USC and attorneys representing 652 plaintiffs in several lawsuits against former campus gynecologist George Tyndall were instructed to start producing internal records and documents Monday during a Los Angeles Superior Court hearing that took place on March 14.
Judge Carolyn Kuhl ordered both parties Monday to begin producing records, most of which are medical, academic and administrative documents. Additionally, the parties will set a schedule to exchange information between the University’s legal counsel and the firms representing the victims of Tyndall, who has been accused of sexual assault and misconduct.
“For several months prior to this hearing, USC has been voluntarily producing medical and academic records under a mutual agreement with plaintiffs’ counsel,” the University wrote in a statement to the Daily Trojan. “This process is ongoing. USC is also awaiting key documents from plaintiffs’ counsel.”

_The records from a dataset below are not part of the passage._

use malla_core::{
    geometry::{Point, Size},
    key::{LaneKey, NodeKey},
    semantic::{Course, Prerequisite, Routing, Semester},
};

use crate::{model::GraphModel, validate};

/// The only model class this adapter understands.
pub const CLASS: &str = "go.GraphLinksModel";

/// Number of lanes in a freshly seeded curriculum.
const SEED_LANES: u32 = 10;

/// Errors raised while reading a document.
#[derive(Debug, Error)]
pub enum DocumentError {
    /// The `class` field names a model kind this adapter does not read.
    #[error("Unsupported model class '{0}'")]
    UnsupportedClass(String),

    /// The payload is not the JSON shape this adapter expects.
    #[error("Invalid document JSON: {0}")]
    Json(#[from] serde_json::Error),

    /// Two lanes share a key.
    #[error("Duplicate lane '{0}'")]
    DuplicateLane(String),

    /// Two nodes share a key.
    #[error("Duplicate node key {0}")]
    DuplicateNode(i64),

    /// A lane has no `rank` and no trailing number in its key to fall
    /// back on.
    #[error("Lane '{0}' has no usable rank")]
    MissingRank(String),

    /// Two lanes resolve to the same rank.
    #[error("Lanes '{0}' and '{1}' share rank {2}")]
    DuplicateRank(String, String, u32),

    /// A course names a lane the document does not define.
    #[error("Node {0} references unknown lane '{1}'")]
    UnknownLane(i64, String),

    /// A course has no `group` field at all.
    #[error("Node {0} is not assigned to any lane")]
    NodeWithoutLane(i64),

    /// A link endpoint names a node the document does not define.
    #[error("Link references unknown node {0}")]
    UnknownNode(i64),

    /// A `loc` or `size` string failed to parse.
    #[error("Invalid geometry for '{key}': {message}")]
    Geometry { key: String, message: String },

    /// A link's flat point array has an odd number of coordinates.
    #[error("Link {from} -> {to} has an odd number of point coordinates")]
    OddPoints { from: i64, to: i64 },

    /// An hour counter is outside the storable range: a whole number of
    /// at least 1.
    #[error("Node {key}: {field} is outside the valid counter range")]
    CounterOutOfRange { key: i64, field: &'static str },

    /// A link points from a later semester to an earlier one.
    #[error("Link {0} -> {1} violates semester ordering")]
    OrderingViolation(i64, i64),
}

/// A curriculum document in wire shape.
///
/// Field layout mirrors `go.GraphLinksModel` JSON exactly; this type
/// round-trips through [`serde_json`] untouched.
#[derive(Debug, Clone, PartialEq, Serialize, Deserialize)]
pub struct Document {
    class: String,
    #[serde(rename = "nodeDataArray", default)]
    node_data_array: Vec<PartData>,
    #[serde(rename = "linkDataArray", default)]
    link_data_array: Vec<LinkData>,
}

/// One entry of `nodeDataArray`: either a lane or a course.
///
/// Lane first: its required string key and `isGroup` flag make the two
/// shapes disjoint.
#[derive(Debug, Clone, PartialEq, Serialize, Deserialize)]
#[serde(untagged)]
enum PartData {
    Lane(LaneData),
    Course(CourseData),
}
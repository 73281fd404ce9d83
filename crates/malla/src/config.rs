//! Configuration types for the curriculum editor.
//!
//! This module provides configuration structures that control how lanes
//! are sized and how courses are styled. All types implement
//! [`serde::Deserialize`] for flexible loading from external sources.
//!
//! # Overview
//!
//! - [`AppConfig`] - Top-level configuration combining layout and style settings.
//! - [`LayoutConfig`] - Metrics the pool layout works with: minimum lane
//!   extents, course box size, spacing, and padding.
//! - [`StyleConfig`] - Visual options such as the course color palette.
//!
//! # Example
//!
//! ```
//! # use malla::config::AppConfig;
//! // Use default configuration
//! let config = AppConfig::default();
//! assert!(config.style().palette().is_ok());
//! ```

use serde::Deserialize;

use malla_core::color::Palette;

/// Top-level configuration combining layout and style settings.
#[derive(Debug, Clone, Default, Deserialize)]
pub struct AppConfig {
    /// Layout configuration section.
    #[serde(default)]
    layout: LayoutConfig,

    /// Style configuration section.
    #[serde(default)]
    style: StyleConfig,
}

impl AppConfig {
    /// Creates a new [`AppConfig`] with the specified layout and style configurations.
    ///
    /// # Arguments
    ///
    /// * `layout` - Lane and course sizing metrics.
    /// * `style` - Visual styling options.
    pub fn new(layout: LayoutConfig, style: StyleConfig) -> Self {
        Self { layout, style }
    }

    /// Returns the layout configuration.
    pub fn layout(&self) -> &LayoutConfig {
        &self.layout
    }

    /// Returns the style configuration.
    pub fn style(&self) -> &StyleConfig {
        &self.style
    }
}

/// Metrics the pool layout works with.
///
/// Every field has a default tuned for curriculum maps; a configuration
/// source only needs to name the fields it wants to override.
#[derive(Debug, Clone, Deserialize)]
#[serde(default)]
pub struct LayoutConfig {
    /// Minimum length of the shared pool, in document units.
    min_length: f32,

    /// Minimum breadth of an expanded lane.
    min_breadth: f32,

    /// Vertical gap between stacked courses in a lane.
    member_spacing: f32,

    /// Padding between a lane's border and its member column.
    lane_padding: f32,

    /// Width of a course box.
    course_width: f32,

    /// Height of a course box.
    course_height: f32,

    /// Font size the lane header label is measured at.
    header_font_size: f32,

    /// Extent reserved for the lane's expander button, including margins.
    /// Also the breadth a collapsed lane shrinks to.
    header_expander_extent: f32,

    /// Lane sizes are rounded up to multiples of this grid cell width.
    resize_cell_width: f32,

    /// Lane sizes are rounded up to multiples of this grid cell height.
    resize_cell_height: f32,
}

impl LayoutConfig {
    /// Returns the minimum pool length.
    pub fn min_length(&self) -> f32 {
        self.min_length
    }

    /// Returns the minimum breadth of an expanded lane.
    pub fn min_breadth(&self) -> f32 {
        self.min_breadth
    }

    /// Returns the vertical gap between stacked courses.
    pub fn member_spacing(&self) -> f32 {
        self.member_spacing
    }

    /// Returns the padding between a lane's border and its members.
    pub fn lane_padding(&self) -> f32 {
        self.lane_padding
    }

    /// Returns the width of a course box.
    pub fn course_width(&self) -> f32 {
        self.course_width
    }

    /// Returns the height of a course box.
    pub fn course_height(&self) -> f32 {
        self.course_height
    }

    /// Returns the font size lane header labels are measured at.
    pub fn header_font_size(&self) -> f32 {
        self.header_font_size
    }

    /// Returns the extent reserved for the lane expander button.
    pub fn header_expander_extent(&self) -> f32 {
        self.header_expander_extent
    }

    /// Returns the resize grid cell width.
    pub fn resize_cell_width(&self) -> f32 {
        self.resize_cell_width
    }

    /// Returns the resize grid cell height.
    pub fn resize_cell_height(&self) -> f32 {
        self.resize_cell_height
    }
}

impl Default for LayoutConfig {
    fn default() -> Self {
        Self {
            min_length: 200.0,
            min_breadth: 180.0,
            member_spacing: 20.0,
            lane_padding: 12.0,
            course_width: 140.0,
            course_height: 70.0,
            header_font_size: 15.0,
            header_expander_extent: 25.0,
            resize_cell_width: 1.0,
            resize_cell_height: 1.0,
        }
    }
}

/// Visual styling configuration.
#[derive(Debug, Default, Clone, Deserialize)]
pub struct StyleConfig {
    /// Course palette as CSS color strings, cycled through in order.
    /// When absent, the built-in curriculum area palette is used.
    #[serde(default)]
    palette: Option<Vec<String>>,
}

impl StyleConfig {
    /// Returns the parsed course [`Palette`].
    ///
    /// # Errors
    ///
    /// Returns an error if a configured color string cannot be parsed, or
    /// if the configured palette is empty.
    pub fn palette(&self) -> Result<Palette, String> {
        match &self.palette {
            Some(colors) => Palette::from_css(colors)
                .map_err(|err| format!("Invalid palette in config: {err}")),
            None => Ok(Palette::default()),
        }
    }
}
//! The editing session: gestures, selection, and host synchronization.
//!
//! An [`EditorSession`] is the single entry point a host page talks to. It
//! owns the graph model, the pool layout, the palette, and the current
//! selection, and it translates user gestures into model transactions. No
//! other layer opens transactions on its own behalf.
//!
//! # Architecture
//!
//! - Every gesture is one branch: consult the validator, open a
//!   transaction, mutate, commit. A rejected gesture commits nothing.
//! - Constraint rejections are interactive feedback ([`DragFeedback`],
//!   [`DropOutcome`], silent link discards), never errors.
//! - Drags run through a small state machine. While a drag is in flight
//!   the pointer position lives in the session, not in the model; the
//!   model changes only when the drop commits.
//! - After a committing gesture the layout pass re-runs, and the document
//!   sync observer pushes a fresh snapshot to the [`Host`].
//! - Undo and redo treat a gesture transaction and the layout transaction
//!   that followed it as one user-visible step.

use std::mem;

use log::{debug, info, trace};
use thiserror::Error;

use malla_core::{
    color::Palette,
    geometry::{Point, Size},
    key::{LaneKey, NodeKey},
    semantic::{Course, Prerequisite, Routing, Semester},
};

use crate::{
    config::AppConfig,
    document::{Document, DocumentSync, Host},
    error::MallaError,
    layout::PoolLayout,
    model::{GraphModel, LinkId, ObserverId, ProtocolError},
    validate,
};

/// The session was asked for a gesture its current state forbids.
///
/// These are protocol mistakes by the calling layer, not user-level
/// rejections; a well-behaved host never triggers them.
#[derive(Debug, Clone, Copy, PartialEq, Eq, Error)]
pub enum GestureError {
    /// A drag was started while another drag was in flight.
    #[error("A drag gesture is already active")]
    DragInProgress,

    /// A drag operation arrived with no drag in flight.
    #[error("No drag gesture is active")]
    NoActiveDrag,

    /// A drag was started with nothing selected.
    #[error("Nothing is selected to drag")]
    EmptyDrag,
}

/// How a drag gesture resolved.
#[derive(Debug, Clone, Copy, PartialEq, Eq)]
pub enum DropOutcome {
    /// Membership and locations were committed.
    Committed,
    /// The model was left untouched; dragged parts return to where they
    /// were.
    Cancelled,
}

/// Pointer feedback while a drag is over the canvas.
///
/// Mirrors the highlight and cursor rules of the swimlane UI: a legal
/// foreign lane lights up, the lane the parts already live in accepts
/// without lighting up, and an illegal lane shows the blocked cursor.
#[derive(Debug, Clone, Copy, PartialEq, Eq)]
pub enum DragFeedback {
    /// Over a legal lane that would change membership; highlight it.
    Highlight,
    /// Over a legal lane that is already the parts' lane; default cursor,
    /// no highlight.
    Accept,
    /// Over a lane the dragged parts may not join; blocked cursor.
    Blocked,
    /// Not over any lane; clear highlight and cursor.
    Clear,
}

/// Ephemeral state of a drag in flight.
#[derive(Debug)]
struct DragState {
    /// Dragged courses with the location each one started from.
    nodes: Vec<(NodeKey, Option<Point>)>,
    /// Accumulated pointer movement since the drag started.
    delta: Point,
    /// Lane currently under the pointer, if any.
    over: Option<LaneKey>,
}

/// Gesture phase. Commit and cancel resolve synchronously inside
/// [`EditorSession::finish_drag`], so between calls the session is either
/// idle or dragging.
#[derive(Debug)]
enum Gesture {
    Idle,
    Dragging(DragState),
}

/// An owned editing session over one curriculum document.
///
/// Created once per page view with [`EditorSession::load`] and torn down
/// explicitly with [`EditorSession::teardown`]. All mutation goes through
/// gesture methods; the host receives a serialized document after every
/// finished transaction through its [`Host`] implementation.
pub struct EditorSession {
    model: GraphModel,
    layout: PoolLayout,
    palette: Palette,
    selection: Vec<NodeKey>,
    gesture: Gesture,
    /// Course whose label editor the host should open, set when a gesture
    /// requests it and consumed by the host.
    editing: Option<NodeKey>,
    sync: ObserverId,
}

USC said it will also provide documents such as university policies and procedures, insurance policies and other relevant materials during the process.
“An agreed-upon Protective Order will safeguard the confidentiality of documents exchanged in the case, which may include personal information about the plaintiffs,” USC wrote.
Gloria Allred, a women’s rights attorney representing 62 plaintiffs in this case, said the University will have to produce Tyndall’s personnel file and several other documents that may provide answers regarding if and when USC knew of the complaints against Tyndall.
“Within five days from the filing of the Protective Order, USC must produce insurance policies, Dr. Tyndall’s personnel file and policies and procedures,” Allred said. “Then 30 days from March 18, USC must produce previous complaints and the complaint history regarding Dr. Tyndall … and USC investigation files.”
Allred said she hopes the documents reveal what the University knew about the allegations and complaints made by many victims during their time at USC.
“We cannot advise our clients about any offer that may be made … without knowledge of what USC knew about Dr. Tyndall and when they knew it,” Allred said. “For us, we think we have a responsibility to know that. We are alleging that USC knew, or should have known, about the allegations against Dr. Tyndall.”
Allred said the increase in the number of plaintiffs illustrates the magnitude of the state court suits against USC. Last month, Daily Trojan reported that there were approximately 400 victims. The number of represented victims has now increased to over 650.
In an interview with the Daily Trojan, Board of Trustees Chairman Rick Caruso said that the board is regularly briefed on developments in the case.
“I’m frustrated that [Tyndall] has not been arrested, to be honest, and I hope it happens soon,” Caruso said. “We’re continuing to work with the lawyers, managing the exposure to the University … and at the same time, we need to be cognizant of the physical and emotional potential harm that these patients went through.”
Allred said that, because Tyndall practiced for decades, the number of plaintiffs involved is not surprising.
“And I think more and more people are becoming aware that they may have rights and that they can assert those rights,” she said.
Allred said the internal records are integral to the case because she can better advise her clients as to whether or not the $215 million federal class action settlement is satisfactory compensation for the allegations against Tyndall.
“We need to have full disclosure by USC in order to be able to assess any settlement offer,” Allred said. “We are objecting to the settlement … we are opting out on behalf of our clients. [The settlement] is likely to be inadequate … and we need to have more information.”
Last October, USC agreed to the $215 million class action settlement that provides various tiers of compensation to an estimated 17,000 patients who saw Tyndall for women’s health services during his time as a gynecologist at the Engemann Student Health Center.
The settlement was submitted to federal court Feb. 12 with additional provisions outlining ways in which USC would have to improve Student Health oversight and reform its health care services. The settlement requires USC to appoint an independent women’s health advocate, staff a female physician and establish anonymous channels for patient feedback.
“The $215 million federal class action settlement offers a fair and reliable alternative to individual litigation in state court by providing expedient relief in a manner designed to respect the dignity and privacy of all women impacted by this experience, regardless of when their visits occurred,” USC wrote.
According to the University, the legal costs of the class action settlement and the state court cases representing over 650 plaintiffs will not burden student financing.
“The University is in strong financial health and is working with its insurance carriers regarding this litigation,” USC wrote. “We do not expect that resolution of these cases will have an impact on tuition or other costs carried by our students.”
Sam Lopez, assistant vice president of University Advancement, wrote in an email to the Daily Trojan that with recent news and developments, however, donations to the University will be affected this year.
“Due to the news, the University expects a decline in giving this year,” Lopez wrote. “It is important to emphasize that gifts will not be used to pay legal settlements. Gifts to USC always have been, and will continue to be, used solely for their intended purpose as stated in the gift agreements or in the designated fund’s guidelines.”